Ungleichheit: Superreiche an Corona-Kosten beteiligen
Die wirtschaftlichen und sozialen Folgen der Corona-Krise sind immens. Doch sie treffen keineswegs alle gleich: Während viele um ihren Arbeitsplatz bangen oder in Kurzarbeit mit viel weniger Geld über die Runden kommen müssen, leben andere nach wie vor in großem Reichtum. Warum es jetzt einen Kurswechsel in der Steuerpolitik braucht, erklärt der DGB-klartext.
Ungleiche Vermögensverteilung: 10 Prozent besitzen 67,3 Prozent des Gesamtnettovermögens – 1% mehr als ein Drittel
Neueste Berechnungen des Deutschen Instituts für Wirtschaftsforschung kommen zu dem Ergebnis, dass die Vermögen hierzulande noch ungleicher verteilt sind als bisher angenommen. Demnach verfügen die 10 Prozent reichsten Personen über 67,3 Prozent des gesamten Nettovermögens. Auf der anderen Seite besitzt die Hälfte der Bevölkerung gerade einmal 1,3 Prozent des Vermögens. Das reichste Prozent verfügt über mehr als ein Drittel des Vermögens. Bisher nahm man an, dass diese erlauchte Gruppe „lediglich“ etwas mehr als ein Fünftel ihr Eigen nennen durfte.
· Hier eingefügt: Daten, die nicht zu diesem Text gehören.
//! In-memory host collaborators
//!
//! Every mock is cheap to clone and clones share state, so a test can hand
//! one copy to the controller and keep another to inspect what happened.

use crate::errors::CameraError;
use crate::platform::{
    AudioCue, Canvas, DeviceDirectory, DrawingContext, MediaStream, MediaTrack, StreamHandle,
    StreamProvider, Viewport, FOCUS_MODE_CONSTRAINT,
};
use crate::types::{CameraFrame, CaptureDevice, MediaConstraints, Rect, SnapshotFormat};
use std::collections::HashSet;
use std::sync::atomic::{AtomicBool, AtomicUsize, Ordering};
use std::sync::{Arc, Mutex, MutexGuard, PoisonError};

fn lock<T>(mutex: &Mutex<T>) -> MutexGuard<'_, T> {
    mutex.lock().unwrap_or_else(PoisonError::into_inner)
}

#[derive(Debug)]
struct DirectoryState {
    devices: Vec<CaptureDevice>,
    supported: HashSet<String>,
    failure: Option<CameraError>,
    calls: usize,
}

/// Directory returning a fixed device list
#[derive(Debug, Clone)]
pub struct MockDeviceDirectory {
    state: Arc<Mutex<DirectoryState>>,
}

impl MockDeviceDirectory {
    /// Directory that reports `devices` and supports focus modes
    pub fn new(devices: Vec<CaptureDevice>) -> Self {
        let supported = [FOCUS_MODE_CONSTRAINT, "aspectRatio", "deviceId", "facingMode"]
            .iter()
            .map(|s| s.to_string())
            .collect();
        Self {
            state: Arc::new(Mutex::new(DirectoryState {
                devices,
                supported,
                failure: None,
                calls: 0,
            })),
        }
    }

    pub fn set_devices(&self, devices: Vec<CaptureDevice>) {
        lock(&self.state).devices = devices;
    }

    pub fn set_supported_constraints(&self, names: &[&str]) {
        lock(&self.state).supported = names.iter().map(|s| s.to_string()).collect();
    }

    pub fn fail_with(&self, error: CameraError) {
        lock(&self.state).failure = Some(error);
    }

    pub fn enumerate_calls(&self) -> usize {
        lock(&self.state).calls
    }
}

impl DeviceDirectory for MockDeviceDirectory {
    async fn enumerate(&self) -> Result<Vec<CaptureDevice>, CameraError> {
        tokio::task::yield_now().await;
        let mut state = lock(&self.state);
        state.calls += 1;
        match &state.failure {
            Some(error) => Err(error.clone()),
            None => Ok(state.devices.clone()),
        }
    }

    fn supported_constraints(&self) -> HashSet<String> {
        lock(&self.state).supported.clone()
    }
}

/// Track whose liveness can be observed after the controller stops it
#[derive(Debug)]
pub struct MockTrack {
    id: String,
    live: AtomicBool,
    stop_calls: AtomicUsize,
}

impl MockTrack {
    pub fn new() -> Self {
        Self {
            id: uuid::Uuid::new_v4().to_string(),
            live: AtomicBool::new(true),
            stop_calls: AtomicUsize::new(0),
        }
    }

    pub fn stop_calls(&self) -> usize {
        self.stop_calls.load(Ordering::SeqCst)
    }
}

impl Default for MockTrack {
    fn default() -> Self {
        Self::new()
    }
}

impl MediaTrack for MockTrack {
    fn id(&self) -> &str {
        &self.id
    }

    fn stop(&self) {
        self.stop_calls.fetch_add(1, Ordering::SeqCst);
        self.live.store(false, Ordering::SeqCst);
    }

    fn is_live(&self) -> bool {
        self.live.load(Ordering::SeqCst)
    }
}

#[derive(Debug)]
pub struct MockStream {
    id: String,
    tracks: Vec<Arc<MockTrack>>,
    constraints: MediaConstraints,
}

impl MockStream {
    pub fn new(track_count: usize, constraints: MediaConstraints) -> Self {
        Self {
            id: uuid::Uuid::new_v4().to_string(),
            tracks: (0..track_count).map(|_| Arc::new(MockTrack::new())).collect(),
            constraints,
        }
    }

    pub fn mock_tracks(&self) -> &[Arc<MockTrack>] {
        &self.tracks
    }

    /// Constraints this stream was acquired with
    pub fn constraints(&self) -> &MediaConstraints {
        &self.constraints
    }

    pub fn is_stopped(&self) -> bool {
        self.tracks.iter().all(|t| !t.is_live())
    }
}

impl MediaStream for MockStream {
    fn id(&self) -> &str {
        &self.id
    }

    fn tracks(&self) -> Vec<Arc<dyn MediaTrack>> {
        self.tracks
            .iter()
            .map(|t| Arc::clone(t) as Arc<dyn MediaTrack>)
            .collect()
    }
}

#[derive(Debug)]
struct ProviderState {
    requests: Vec<MediaConstraints>,
    streams: Vec<Arc<MockStream>>,
    tracks_per_stream: usize,
    /// Acquisitions at or after this index fail
    fail_from: Option<(usize, CameraError)>,
}

/// Stream provider that hands out mock streams and records every request
#[derive(Debug, Clone)]
pub struct MockStreamProvider {
    state: Arc<Mutex<ProviderState>>,
}

impl MockStreamProvider {
    pub fn new(tracks_per_stream: usize) -> Self {
        Self {
            state: Arc::new(Mutex::new(ProviderState {
                requests: Vec::new(),
                streams: Vec::new(),
                tracks_per_stream,
                fail_from: None,
            })),
        }
    }

    /// Every acquisition fails with `error`
    pub fn fail_with(&self, error: CameraError) {
        self.fail_after(0, error);
    }

    /// The first `successes` acquisitions succeed, later ones fail
    pub fn fail_after(&self, successes: usize, error: CameraError) {
        lock(&self.state).fail_from = Some((successes, error));
    }

    pub fn recover(&self) {
        lock(&self.state).fail_from = None;
    }

    pub fn requests(&self) -> Vec<MediaConstraints> {
        lock(&self.state).requests.clone()
    }

    pub fn acquire_calls(&self) -> usize {
        lock(&self.state).requests.len()
    }

    /// Streams handed out so far, in acquisition order
    pub fn streams(&self) -> Vec<Arc<MockStream>> {
        lock(&self.state).streams.clone()
    }
}

impl Default for MockStreamProvider {
    fn default() -> Self {
        Self::new(1)
    }
}

impl StreamProvider for MockStreamProvider {
    async fn acquire(&self, constraints: &MediaConstraints) -> Result<StreamHandle, CameraError> {
        tokio::task::yield_now().await;
        let mut state = lock(&self.state);
        let attempt = state.requests.len();
        state.requests.push(constraints.clone());

        if let Some((from, error)) = &state.fail_from {
            if attempt >= *from {
                return Err(error.clone());
            }
        }

        let stream = Arc::new(MockStream::new(state.tracks_per_stream, constraints.clone()));
        state.streams.push(Arc::clone(&stream));
        Ok(stream as StreamHandle)
    }
}

/// Viewport that records what was done to it
#[derive(Debug, Clone)]
pub struct MockViewport {
    pub attached: Vec<String>,
    pub mirrored: bool,
    pub play_calls: usize,
    pub intrinsic_size: (u32, u32),
    pub displayed_width: f64,
    pub pixel_size: Option<(u32, u32)>,
    pub left_offset: Option<f64>,
    pub window_inner_width: Option<f64>,
    pub frame: Option<CameraFrame>,
}

impl MockViewport {
    pub fn new(intrinsic_width: u32, intrinsic_height: u32, displayed_width: f64) -> Self {
        Self {
            attached: Vec::new(),
            mirrored: false,
            play_calls: 0,
            intrinsic_size: (intrinsic_width, intrinsic_height),
            displayed_width,
            pixel_size: None,
            left_offset: None,
            window_inner_width: Some(1280.0),
            frame: None,
        }
    }
}

impl Default for MockViewport {
    fn default() -> Self {
        Self::new(1280, 720, 640.0)
    }
}

impl Viewport for MockViewport {
    fn attach(&mut self, stream: StreamHandle) {
        self.attached.push(stream.id().to_string());
    }

    fn play(&mut self) {
        self.play_calls += 1;
    }

    fn set_mirror(&mut self, mirrored: bool) {
        self.mirrored = mirrored;
    }

    fn intrinsic_size(&self) -> (u32, u32) {
        self.intrinsic_size
    }

    fn displayed_width(&self) -> f64 {
        self.displayed_width
    }

    fn pixel_width(&self) -> Option<u32> {
        self.pixel_size.map(|(w, _)| w)
    }

    fn set_pixel_size(&mut self, width: u32, height: u32) {
        self.pixel_size = Some((width, height));
    }

    fn set_left_offset(&mut self, px: f64) {
        self.left_offset = Some(px);
    }

    fn window_inner_width(&self) -> Option<f64> {
        self.window_inner_width
    }

    fn current_frame(&self) -> Option<CameraFrame> {
        self.frame.clone()
    }
}

/// Operation recorded by [`RecordingCanvas`]
#[derive(Debug, Clone, PartialEq)]
pub enum CanvasOp {
    SetPixelSize(u32, u32),
    Translate(f64, f64),
    Scale(f64, f64),
    DrawImage { source: Rect, destination: Rect },
    Encode(SnapshotFormat),
}

/// Canvas that only records calls and returns a fixed data URI
#[derive(Debug, Clone, Default)]
pub struct RecordingCanvas {
    ops: Arc<Mutex<Vec<CanvasOp>>>,
}

impl RecordingCanvas {
    pub fn new() -> Self {
        Self::default()
    }

    pub fn ops(&self) -> Vec<CanvasOp> {
        lock(&self.ops).clone()
    }

    fn record(&self, op: CanvasOp) {
        lock(&self.ops).push(op);
    }
}

impl DrawingContext for RecordingCanvas {
    fn translate(&mut self, x: f64, y: f64) {
        self.record(CanvasOp::Translate(x, y));
    }

    fn scale(&mut self, x: f64, y: f64) {
        self.record(CanvasOp::Scale(x, y));
    }

    fn draw_image(
        &mut self,
        _source: &dyn Viewport,
        source_rect: Rect,
        destination: Rect,
    ) -> Result<(), CameraError> {
        self.record(CanvasOp::DrawImage {
            source: source_rect,
            destination,
        });
        Ok(())
    }
}

impl Canvas for RecordingCanvas {
    fn set_pixel_size(&mut self, width: u32, height: u32) {
        self.record(CanvasOp::SetPixelSize(width, height));
    }

    fn context(&mut self) -> &mut dyn DrawingContext {
        self
    }

    fn encode(&self, format: SnapshotFormat) -> Result<String, CameraError> {
        self.record(CanvasOp::Encode(format));
        Ok(format!("data:{};base64,c25hcA==", format.mime_type()))
    }
}

/// Shutter sound that counts plays and can be told to fail
#[derive(Debug, Clone, Default)]
pub struct MockAudioCue {
    plays: Arc<AtomicUsize>,
    failing: Arc<AtomicBool>,
}

impl MockAudioCue {
    pub fn new() -> Self {
        Self::default()
    }

    pub fn failing() -> Self {
        let cue = Self::default();
        cue.failing.store(true, Ordering::SeqCst);
        cue
    }

    pub fn plays(&self) -> usize {
        self.plays.load(Ordering::SeqCst)
    }
}

impl AudioCue for MockAudioCue {
    fn play(&self) -> Result<(), CameraError> {
        self.plays.fetch_add(1, Ordering::SeqCst);
        if self.failing.load(Ordering::SeqCst) {
            return Err(CameraError::Configuration(
                "audio element cannot play".to_string(),
            ));
        }
        Ok(())
    }
}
Nicht nur die Vermögen, auch die Einkommen sind sehr ungleich verteilt. Während Top-Manager und Spitzenverdiener von Jahr zu Jahr ein größeres Stück des Kuchens erhalten, reicht bei vielen das Geld nicht bis zum Monatsende. Aktuelle Zahlen des Statistischen Bundesamtes belegen, dass die Armutsgefahr hierzulande so hoch wie nie zuvor ist.
Als arm gilt jemand, wenn er oder sie weniger als 60 Prozent des mittleren Einkommens (Median) zur Verfügung hat. Für eine alleinlebende Person bedeutet dies 1.074 Euro monatlich, für einen Haushalt mit 2 Erwachsenen und 2 Kindern 2.256 Euro.
Armutsgefahr hoch wie nie zuvor
So lebten im Jahr 2019 15,9 Prozent der Bürger in Armut oder sind bedroht von dieser. Das ist der höchste Wert seit Erfassung der Zahlen im Jahr 2005. Diese Entwicklung wird sich vermutlich in der aktuellen Pandemie noch verschärfen. Beim Armutsrisiko zeigen sich erhebliche regionale Unterschiede. Während in Bayern 11,9 Prozent von Armut bedroht sind, ist es in Bremen fast jede/r Vierte (24,9 Prozent). In den westlichen Bundesländern stieg die Armutsrisikoquote in den vergangenen Jahren, während sie in den östlichen Ländern, wenn auch auf hohem Niveau, sank (siehe Abbildung).
Steuergeschenke förderten Ungleichheit
Fakt ist: Die Kluft zwischen arm und reich ist sehr groß. Hierzulande wurden der Niedriglohnsektor und prekäre Beschäftigung jahrzehntelang gefördert. Die Zahl der Beschäftigten, die durch Tarifverträge geschützt sind, sank. Die zahlreichen Steuergeschenke für Reiche zu Anfang des Jahrtausends förderten die Ungleichheit. Zudem entzogen sie den Staatskassen Mittel, die zur Bewältigung der aktuellen Krise dringend nötig wären.
Steuerpolitischer Kurswechsel nötig
Es braucht daher einen steuerpolitischen Kurswechsel, eine Wiedererhebung der Vermögenssteuer, eine effektive Erbschaftssteuer sowie eine höhere Besteuerung von Spitzeneinkommen und eine entsprechende Entlastung der mittleren und kleineren Einkommen. Auch muss die Tarifbindung flächendeckend erhöht werden. Hier muss die Politik die Weichen stellen.
Umverteilung ist nicht nur aus Gerechtigkeitsaspekten sinnvoll, sondern Gebot der ökonomischen Vernunft. Denn der Staat hat richtigerweise viel Geld in die Hand genommen, um die Corona-Krise zu bekämpfen. Super-Reiche müssen viel stärker an diesen Kosten beteiligt werden. Nur so lässt sich die Jahrhundert-Herausforderung „Corona“ meistern.